Orr had a first-hand view of how hospitalists streamline processes and influence care for individual patients. Her experience as a patient was an educational time for her, even with her substantial background working with hospitals.

Dr. Trautwein and his hammer enact some
Dr. Trautwein and his hammer enact some “humor therapy” on Orr.

The Hospitalist’s View

While Dr. Trautwein is pleased with the outcome of his assessment of Orr, he insists that he was doing his job. In fact, he believes the toughest part of being a hospitalist is not detecting hidden illnesses, but building trust.

“The biggest part of my day is communicating. I feel like I don’t have much time to establish trust with patients,” he admits. “That’s by far the hardest thing about the job. You only get one pass to go over their medical history, but you also have to build a rapport with them. It’s not easy.”

 

 

With each new patient he sees, Dr. Trautwein is aware that that person is wary of seeing a new doctor rather than their own primary care physician.

“A lot of people are skeptical when they see a new [doctor]—especially a young doctor,” he explains. “Sometimes, I’ll start by trying to talk about something unconnected with their condition, to try to connect with them as a person. Getting patients to trust you is one of the more difficult parts of the job, but it can lead to one of the greatest satisfactions.”

As a hospitalist, Dr. Trautwein has a clear view of his role versus that of a primary care physician, and sees the value in being available to hospitalized patients.

“Primary care physicians are squeezed from every direction and can’t be around their patients in the hospital all the time,” he says. “Hospitalists get the patients’ attention; it’s not hard to drop back into someone’s room. For the patient, that’s important. They see that we care about them, and we can make the face-to-face contact with them that used to be impossible.”

Dr. Trautwein makes a special effort to see each patient as often as he can, and to share information with them.

“I try to think about it from the patient’s perspective,” he says. “The major thing that patients are hungry for in a hospital is communication.”
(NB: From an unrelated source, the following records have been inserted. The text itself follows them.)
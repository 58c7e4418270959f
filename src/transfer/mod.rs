pub mod client;

use std::fs;
use std::io::Write;
use std::marker::PhantomData;
use std::path::{Path, PathBuf};

use bytes::Bytes;
use tempfile::TempPath;

pub use self::client::{HealthStatus, StegClient};

/// Ошибки обмена с сервисом и сохранения артефактов.
#[derive(Debug, Clone, thiserror::Error)]
pub enum TransferError {
    #[error("missing input: {0}")]
    MissingInput(String),

    #[error("invalid parameter: {0}")]
    InvalidParameter(String),

    #[error("network error: {0}")]
    Network(String),

    #[error("request timeout")]
    Timeout,

    /// Тело ответа передается как есть (JSON или текст).
    #[error("server error ({status}): {message}")]
    Api { status: u16, message: String },

    #[error("invalid response: {0}")]
    InvalidResponse(String),

    #[error("failed to store artifact: {0}")]
    Storage(String),
}

pub type Result<T> = std::result::Result<T, TransferError>;

/// Поле multipart-запроса.
#[derive(Debug, Clone)]
pub enum Part {
    File {
        data: Bytes,
        file_name: String,
        mime: String,
    },
    Text(String),
}

impl Part {
    /// Бинарное поле; MIME определяется по расширению имени файла.
    pub fn file(data: impl Into<Bytes>, file_name: impl Into<String>) -> Self {
        let file_name = file_name.into();
        let mime = mime_for(&file_name).to_string();
        Part::File {
            data: data.into(),
            file_name,
            mime,
        }
    }

    pub fn text(value: impl ToString) -> Self {
        Part::Text(value.to_string())
    }
}

fn mime_for(file_name: &str) -> &'static str {
    let ext = Path::new(file_name)
        .extension()
        .and_then(|e| e.to_str())
        .map(str::to_ascii_lowercase);
    match ext.as_deref() {
        Some("wav") => "audio/wav",
        Some("mp3") => "audio/mpeg",
        Some("ogg") => "audio/ogg",
        Some("flac") => "audio/flac",
        Some("m4a") => "audio/mp4",
        Some("png") => "image/png",
        Some("jpg" | "jpeg") => "image/jpeg",
        Some("bmp") => "image/bmp",
        Some("gif") => "image/gif",
        Some("webp") => "image/webp",
        _ => "application/octet-stream",
    }
}

/// Тип артефакта, который возвращает сервис.
pub trait ArtifactKind {
    /// Сегмент пути `/api/download/{id}/{kind}`.
    const KIND: &'static str;
    const DEFAULT_FILE_NAME: &'static str;
    const EXTENSION: &'static str;
}

/// PNG со встроенным аудио.
#[derive(Debug, Clone, Copy)]
pub struct Image;

/// Извлеченный WAV.
#[derive(Debug, Clone, Copy)]
pub struct Audio;

impl ArtifactKind for Image {
    const KIND: &'static str = "image";
    const DEFAULT_FILE_NAME: &'static str = "embedded.png";
    const EXTENSION: &'static str = ".png";
}

impl ArtifactKind for Audio {
    const KIND: &'static str = "audio";
    const DEFAULT_FILE_NAME: &'static str = "extracted.wav";
    const EXTENSION: &'static str = ".wav";
}

/// Успешный ответ сервиса: непрозрачные байты с типом артефакта.
#[derive(Debug, Clone)]
pub struct Artifact<K: ArtifactKind> {
    bytes: Bytes,
    content_type: Option<String>,
    _kind: PhantomData<K>,
}

/// Результат одного запроса к сервису.
pub type TransferResult<K> = Result<Artifact<K>>;

impl<K: ArtifactKind> Artifact<K> {
    pub fn new(bytes: Bytes, content_type: Option<String>) -> Self {
        Self {
            bytes,
            content_type,
            _kind: PhantomData,
        }
    }

    pub fn bytes(&self) -> &Bytes {
        &self.bytes
    }

    pub fn content_type(&self) -> Option<&str> {
        self.content_type.as_deref()
    }

    pub fn len(&self) -> usize {
        self.bytes.len()
    }

    pub fn is_empty(&self) -> bool {
        self.bytes.is_empty()
    }

    /// Сохраняет артефакт в `dir` под предложенным именем.
    ///
    /// Из имени берется только последний компонент пути; пустое имя
    /// заменяется на имя по умолчанию для типа артефакта. Запись атомарная
    /// (временный файл + переименование).
    pub fn to_downloadable_file(&self, dir: &Path, suggested_name: Option<&str>) -> Result<PathBuf> {
        let name = suggested_name
            .and_then(|n| Path::new(n).file_name())
            .and_then(|n| n.to_str())
            .filter(|n| !n.is_empty())
            .unwrap_or(K::DEFAULT_FILE_NAME);

        fs::create_dir_all(dir).map_err(|e| {
            TransferError::Storage(format!("failed to create directory {:?}: {}", dir, e))
        })?;

        let path = dir.join(name);
        let tmp_path = dir.join(format!("{name}.tmp"));
        fs::write(&tmp_path, &self.bytes).map_err(|e| {
            TransferError::Storage(format!("failed to write {:?}: {}", tmp_path, e))
        })?;
        fs::rename(&tmp_path, &path).map_err(|e| {
            TransferError::Storage(format!("failed to rename to {:?}: {}", path, e))
        })?;

        tracing::info!(path = %path.display(), bytes = self.bytes.len(), kind = K::KIND, "artifact saved");
        Ok(path)
    }

    /// Временная ссылка `file://` для предпросмотра (img/audio src).
    ///
    /// Живет до `revoke()` или до уничтожения `PreviewUrl`.
    pub fn to_preview_url(&self) -> Result<PreviewUrl> {
        let mut file = tempfile::Builder::new()
            .prefix("audiosteg-preview-")
            .suffix(K::EXTENSION)
            .tempfile()
            .map_err(|e| TransferError::Storage(format!("failed to create preview file: {e}")))?;
        file.write_all(&self.bytes)
            .map_err(|e| TransferError::Storage(format!("failed to write preview file: {e}")))?;

        let path = file.into_temp_path();
        let url = format!("file://{}", path.display());
        tracing::debug!(url = %url, kind = K::KIND, "preview reference created");

        Ok(PreviewUrl {
            url,
            path: Some(path),
        })
    }
}

/// Отзываемая ссылка на копию артефакта во временном файле.
///
/// Повторный `revoke` ничего не делает; неотозванная ссылка
/// освобождается при уничтожении.
#[derive(Debug)]
pub struct PreviewUrl {
    url: String,
    path: Option<TempPath>,
}

impl PreviewUrl {
    pub fn as_str(&self) -> &str {
        &self.url
    }

    /// Путь к файлу, пока ссылка не отозвана.
    pub fn path(&self) -> Option<&Path> {
        self.path.as_deref()
    }

    pub fn is_revoked(&self) -> bool {
        self.path.is_none()
    }

    pub fn revoke(&mut self) {
        if let Some(path) = self.path.take() {
            if let Err(e) = path.close() {
                tracing::warn!(error = %e, url = %self.url, "failed to remove preview file");
            }
        }
    }
}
As for his ability to get tests scheduled on a weekend, he says that Cottage Hospital “is a pretty responsive hospital in general. I don’t spend a lot of time banging my head against the wall with them. If I talk to a person directly, in person or on the phone, they’ll respond. It is unusual to have tests done on the weekend, but it was also unusual to have a patient who needs them so much.”

Dr. Trautwein understands that a normal day’s work for a physician can mean a life-changing diagnosis for a patient. Orr and Cook understand it, too, but from their perspective, a hospitalist doing his job can lead to a miracle.

Orr’s Recovery

At the time this article was written, Orr had completed a round of radiation and was recuperating as she awaits further test results. Despite her ordeal and her pain, her outlook is as positive as her praise of hospitalists. Looking back on her experience at Cottage Hospital Santa Barbara and Dr. Trautwein’s role, she says, “The outcome of all this was my peace of mind as a patient. You can’t buy that in a hospital anywhere in America today.” TH

Contributor Jane Jerrard writes the “Hospital of the Future” series for The Hospitalist.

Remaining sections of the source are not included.